WHAT YOU ARE ASKED TO DO :: Return every line of the data exactly as it stands.
═════ DATA PROVIDED ═════
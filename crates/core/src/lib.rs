//! Core types and shared functionality for the Sisgate Hub offline worker.
//!
//! This crate provides:
//! - Request/response values shared by the router, network and cache
//! - Versioned cache buckets with a SQLite backend
//! - Unified error types
//! - Configuration structures

pub mod cache;
pub mod config;
pub mod error;
pub mod message;

pub use cache::{BucketSummary, Cache, CacheDb, CacheStorage};
pub use config::{AppConfig, ConfigError};
pub use error::Error;
pub use message::{Request, RequestMode, Response};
═════
EXERCISE OUTPUT ::
filename crates/core/src/lib.rs
//! Core types and shared functionality for the Sisgate Hub offline worker.
//!
//! This crate provides:
//! - Request/response values shared by the router, network and cache
//! - Versioned cache buckets with a SQLite backend
//! - Unified error types
//! - Configuration structures

pub mod cache;
pub mod config;
pub mod error;
pub mod message;

pub use cache::{BucketSummary, Cache, CacheDb, CacheStorage};
pub use config::{AppConfig, ConfigError};
pub use error::Error;
pub use message::{Request, RequestMode, Response};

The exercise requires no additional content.